Give back every entry below, unchanged.

◆ **RECORDS FOR PROCESSING**
* * * * * * * * *

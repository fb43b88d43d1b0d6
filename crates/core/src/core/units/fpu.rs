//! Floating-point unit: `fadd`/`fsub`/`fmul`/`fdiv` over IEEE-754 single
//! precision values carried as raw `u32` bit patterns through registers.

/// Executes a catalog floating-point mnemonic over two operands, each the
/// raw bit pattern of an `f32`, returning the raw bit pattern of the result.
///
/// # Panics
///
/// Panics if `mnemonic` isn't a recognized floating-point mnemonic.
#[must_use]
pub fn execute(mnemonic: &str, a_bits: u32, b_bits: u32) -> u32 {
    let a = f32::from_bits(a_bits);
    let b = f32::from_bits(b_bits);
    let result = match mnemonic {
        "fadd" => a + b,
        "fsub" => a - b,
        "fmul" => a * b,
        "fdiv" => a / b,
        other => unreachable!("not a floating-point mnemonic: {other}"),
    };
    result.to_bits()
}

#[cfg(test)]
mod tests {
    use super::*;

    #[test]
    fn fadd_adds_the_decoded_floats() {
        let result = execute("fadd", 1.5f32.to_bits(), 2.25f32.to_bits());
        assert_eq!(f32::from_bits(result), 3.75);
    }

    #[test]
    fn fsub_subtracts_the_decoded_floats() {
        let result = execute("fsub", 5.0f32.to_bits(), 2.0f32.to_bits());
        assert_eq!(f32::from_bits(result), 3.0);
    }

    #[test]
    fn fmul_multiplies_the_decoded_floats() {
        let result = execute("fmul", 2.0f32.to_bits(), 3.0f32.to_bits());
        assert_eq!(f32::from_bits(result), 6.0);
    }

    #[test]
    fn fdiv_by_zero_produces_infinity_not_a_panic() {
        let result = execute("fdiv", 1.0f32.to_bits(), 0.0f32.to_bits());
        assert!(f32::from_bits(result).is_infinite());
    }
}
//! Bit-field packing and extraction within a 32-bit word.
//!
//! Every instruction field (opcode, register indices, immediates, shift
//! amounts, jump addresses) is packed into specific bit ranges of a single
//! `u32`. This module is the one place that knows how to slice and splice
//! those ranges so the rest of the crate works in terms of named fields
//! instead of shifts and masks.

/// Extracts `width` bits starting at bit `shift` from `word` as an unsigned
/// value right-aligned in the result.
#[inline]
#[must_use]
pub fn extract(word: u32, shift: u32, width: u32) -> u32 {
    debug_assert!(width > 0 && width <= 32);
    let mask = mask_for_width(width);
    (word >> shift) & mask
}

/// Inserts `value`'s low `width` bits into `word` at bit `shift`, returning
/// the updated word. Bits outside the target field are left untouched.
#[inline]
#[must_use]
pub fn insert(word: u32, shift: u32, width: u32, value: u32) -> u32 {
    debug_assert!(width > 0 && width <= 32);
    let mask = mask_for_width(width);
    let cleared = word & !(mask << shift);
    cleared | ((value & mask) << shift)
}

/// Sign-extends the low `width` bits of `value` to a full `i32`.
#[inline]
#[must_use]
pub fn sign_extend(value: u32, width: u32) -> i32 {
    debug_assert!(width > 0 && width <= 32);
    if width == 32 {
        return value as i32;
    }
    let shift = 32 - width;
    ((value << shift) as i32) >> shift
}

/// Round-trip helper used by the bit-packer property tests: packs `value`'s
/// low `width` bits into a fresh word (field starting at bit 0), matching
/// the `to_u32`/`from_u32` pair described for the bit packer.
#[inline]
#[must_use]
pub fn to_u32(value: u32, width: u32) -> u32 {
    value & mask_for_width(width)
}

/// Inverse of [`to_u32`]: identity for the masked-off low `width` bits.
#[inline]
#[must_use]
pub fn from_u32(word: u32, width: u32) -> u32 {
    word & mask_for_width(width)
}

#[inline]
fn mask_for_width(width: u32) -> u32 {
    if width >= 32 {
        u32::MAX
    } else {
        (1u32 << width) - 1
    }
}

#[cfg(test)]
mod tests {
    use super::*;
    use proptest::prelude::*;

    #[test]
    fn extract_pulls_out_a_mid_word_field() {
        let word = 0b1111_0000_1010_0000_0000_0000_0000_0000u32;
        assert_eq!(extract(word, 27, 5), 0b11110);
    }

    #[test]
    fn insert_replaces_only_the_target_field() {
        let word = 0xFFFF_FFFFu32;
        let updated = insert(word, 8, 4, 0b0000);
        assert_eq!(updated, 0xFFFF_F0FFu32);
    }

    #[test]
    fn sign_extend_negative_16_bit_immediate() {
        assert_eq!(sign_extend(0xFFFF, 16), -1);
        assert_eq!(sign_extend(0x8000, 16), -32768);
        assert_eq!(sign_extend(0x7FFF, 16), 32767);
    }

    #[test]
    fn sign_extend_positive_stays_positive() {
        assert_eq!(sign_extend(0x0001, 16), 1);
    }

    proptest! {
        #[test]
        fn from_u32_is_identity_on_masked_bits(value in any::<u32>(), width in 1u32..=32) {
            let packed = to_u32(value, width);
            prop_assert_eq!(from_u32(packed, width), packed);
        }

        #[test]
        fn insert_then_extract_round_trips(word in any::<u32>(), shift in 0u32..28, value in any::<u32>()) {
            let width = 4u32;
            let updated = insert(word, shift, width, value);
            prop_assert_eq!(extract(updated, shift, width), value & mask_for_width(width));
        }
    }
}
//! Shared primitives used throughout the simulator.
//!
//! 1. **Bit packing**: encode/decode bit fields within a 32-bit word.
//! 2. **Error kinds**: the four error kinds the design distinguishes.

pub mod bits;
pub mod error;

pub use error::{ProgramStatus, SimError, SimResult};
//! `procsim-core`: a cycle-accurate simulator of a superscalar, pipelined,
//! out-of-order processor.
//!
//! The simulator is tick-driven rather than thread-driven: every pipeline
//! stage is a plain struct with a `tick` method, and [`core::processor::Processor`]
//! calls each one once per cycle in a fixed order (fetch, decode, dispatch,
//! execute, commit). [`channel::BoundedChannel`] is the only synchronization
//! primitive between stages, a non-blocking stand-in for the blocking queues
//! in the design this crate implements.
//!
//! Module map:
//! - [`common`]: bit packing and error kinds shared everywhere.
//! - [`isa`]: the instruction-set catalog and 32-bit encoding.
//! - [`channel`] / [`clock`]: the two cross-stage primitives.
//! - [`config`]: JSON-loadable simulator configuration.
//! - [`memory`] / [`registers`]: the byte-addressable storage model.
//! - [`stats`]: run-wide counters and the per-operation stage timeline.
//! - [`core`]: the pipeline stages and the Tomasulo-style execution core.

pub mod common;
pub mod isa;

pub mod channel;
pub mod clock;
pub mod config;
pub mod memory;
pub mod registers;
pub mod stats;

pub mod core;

* * * * * * * * *

◆ **RESULT**
repository fb43b88d43d1b0d6
filename crates/core/src/core/units/fpu.rs
//! Floating-point unit: `fadd`/`fsub`/`fmul`/`fdiv` over IEEE-754 single
//! precision values carried as raw `u32` bit patterns through registers.

/// Executes a catalog floating-point mnemonic over two operands, each the
/// raw bit pattern of an `f32`, returning the raw bit pattern of the result.
///
/// # Panics
///
/// Panics if `mnemonic` isn't a recognized floating-point mnemonic.
#[must_use]
pub fn execute(mnemonic: &str, a_bits: u32, b_bits: u32) -> u32 {
    let a = f32::from_bits(a_bits);
    let b = f32::from_bits(b_bits);
    let result = match mnemonic {
        "fadd" => a + b,
        "fsub" => a - b,
        "fmul" => a * b,
        "fdiv" => a / b,
        other => unreachable!("not a floating-point mnemonic: {other}"),
    };
    result.to_bits()
}

#[cfg(test)]
mod tests {
    use super::*;

    #[test]
    fn fadd_adds_the_decoded_floats() {
        let result = execute("fadd", 1.5f32.to_bits(), 2.25f32.to_bits());
        assert_eq!(f32::from_bits(result), 3.75);
    }

    #[test]
    fn fsub_subtracts_the_decoded_floats() {
        let result = execute("fsub", 5.0f32.to_bits(), 2.0f32.to_bits());
        assert_eq!(f32::from_bits(result), 3.0);
    }

    #[test]
    fn fmul_multiplies_the_decoded_floats() {
        let result = execute("fmul", 2.0f32.to_bits(), 3.0f32.to_bits());
        assert_eq!(f32::from_bits(result), 6.0);
    }

    #[test]
    fn fdiv_by_zero_produces_infinity_not_a_panic() {
        let result = execute("fdiv", 1.0f32.to_bits(), 0.0f32.to_bits());
        assert!(f32::from_bits(result).is_infinite());
    }
}
//! Bit-field packing and extraction within a 32-bit word.
//!
//! Every instruction field (opcode, register indices, immediates, shift
//! amounts, jump addresses) is packed into specific bit ranges of a single
//! `u32`. This module is the one place that knows how to slice and splice
//! those ranges so the rest of the crate works in terms of named fields
//! instead of shifts and masks.

/// Extracts `width` bits starting at bit `shift` from `word` as an unsigned
/// value right-aligned in the result.
#[inline]
#[must_use]
pub fn extract(word: u32, shift: u32, width: u32) -> u32 {
    debug_assert!(width > 0 && width <= 32);
    let mask = mask_for_width(width);
    (word >> shift) & mask
}

/// Inserts `value`'s low `width` bits into `word` at bit `shift`, returning
/// the updated word. Bits outside the target field are left untouched.
#[inline]
#[must_use]
pub fn insert(word: u32, shift: u32, width: u32, value: u32) -> u32 {
    debug_assert!(width > 0 && width <= 32);
    let mask = mask_for_width(width);
    let cleared = word & !(mask << shift);
    cleared | ((value & mask) << shift)
}

/// Sign-extends the low `width` bits of `value` to a full `i32`.
#[inline]
#[must_use]
pub fn sign_extend(value: u32, width: u32) -> i32 {
    debug_assert!(width > 0 && width <= 32);
    if width == 32 {
        return value as i32;
    }
    let shift = 32 - width;
    ((value << shift) as i32) >> shift
}

/// Round-trip helper used by the bit-packer property tests: packs `value`'s
/// low `width` bits into a fresh word (field starting at bit 0), matching
/// the `to_u32`/`from_u32` pair described for the bit packer.
#[inline]
#[must_use]
pub fn to_u32(value: u32, width: u32) -> u32 {
    value & mask_for_width(width)
}

/// Inverse of [`to_u32`]: identity for the masked-off low `width` bits.
#[inline]
#[must_use]
pub fn from_u32(word: u32, width: u32) -> u32 {
    word & mask_for_width(width)
}

#[inline]
fn mask_for_width(width: u32) -> u32 {
    if width >= 32 {
        u32::MAX
    } else {
        (1u32 << width) - 1
    }
}

#[cfg(test)]
mod tests {
    use super::*;
    use proptest::prelude::*;

    #[test]
    fn extract_pulls_out_a_mid_word_field() {
        let word = 0b1111_0000_1010_0000_0000_0000_0000_0000u32;
        assert_eq!(extract(word, 27, 5), 0b11110);
    }

    #[test]
    fn insert_replaces_only_the_target_field() {
        let word = 0xFFFF_FFFFu32;
        let updated = insert(word, 8, 4, 0b0000);
        assert_eq!(updated, 0xFFFF_F0FFu32);
    }

    #[test]
    fn sign_extend_negative_16_bit_immediate() {
        assert_eq!(sign_extend(0xFFFF, 16), -1);
        assert_eq!(sign_extend(0x8000, 16), -32768);
        assert_eq!(sign_extend(0x7FFF, 16), 32767);
    }

    #[test]
    fn sign_extend_positive_stays_positive() {
        assert_eq!(sign_extend(0x0001, 16), 1);
    }

    proptest! {
        #[test]
        fn from_u32_is_identity_on_masked_bits(value in any::<u32>(), width in 1u32..=32) {
            let packed = to_u32(value, width);
            prop_assert_eq!(from_u32(packed, width), packed);
        }

        #[test]
        fn insert_then_extract_round_trips(word in any::<u32>(), shift in 0u32..28, value in any::<u32>()) {
            let width = 4u32;
            let updated = insert(word, shift, width, value);
            prop_assert_eq!(extract(updated, shift, width), value & mask_for_width(width));
        }
    }
}
//! Shared primitives used throughout the simulator.
//!
//! 1. **Bit packing**: encode/decode bit fields within a 32-bit word.
//! 2. **Error kinds**: the four error kinds the design distinguishes.

pub mod bits;
pub mod error;

pub use error::{ProgramStatus, SimError, SimResult};
//! `procsim-core`: a cycle-accurate simulator of a superscalar, pipelined,
//! out-of-order processor.
//!
//! The simulator is tick-driven rather than thread-driven: every pipeline
//! stage is a plain struct with a `tick` method, and [`core::processor::Processor`]
//! calls each one once per cycle in a fixed order (fetch, decode, dispatch,
//! execute, commit). [`channel::BoundedChannel`] is the only synchronization
//! primitive between stages, a non-blocking stand-in for the blocking queues
//! in the design this crate implements.
//!
//! Module map:
//! - [`common`]: bit packing and error kinds shared everywhere.
//! - [`isa`]: the instruction-set catalog and 32-bit encoding.
//! - [`channel`] / [`clock`]: the two cross-stage primitives.
//! - [`config`]: JSON-loadable simulator configuration.
//! - [`memory`] / [`registers`]: the byte-addressable storage model.
//! - [`stats`]: run-wide counters and the per-operation stage timeline.
//! - [`core`]: the pipeline stages and the Tomasulo-style execution core.

pub mod common;
pub mod isa;

pub mod channel;
pub mod clock;
pub mod config;
pub mod memory;
pub mod registers;
pub mod stats;

pub mod core;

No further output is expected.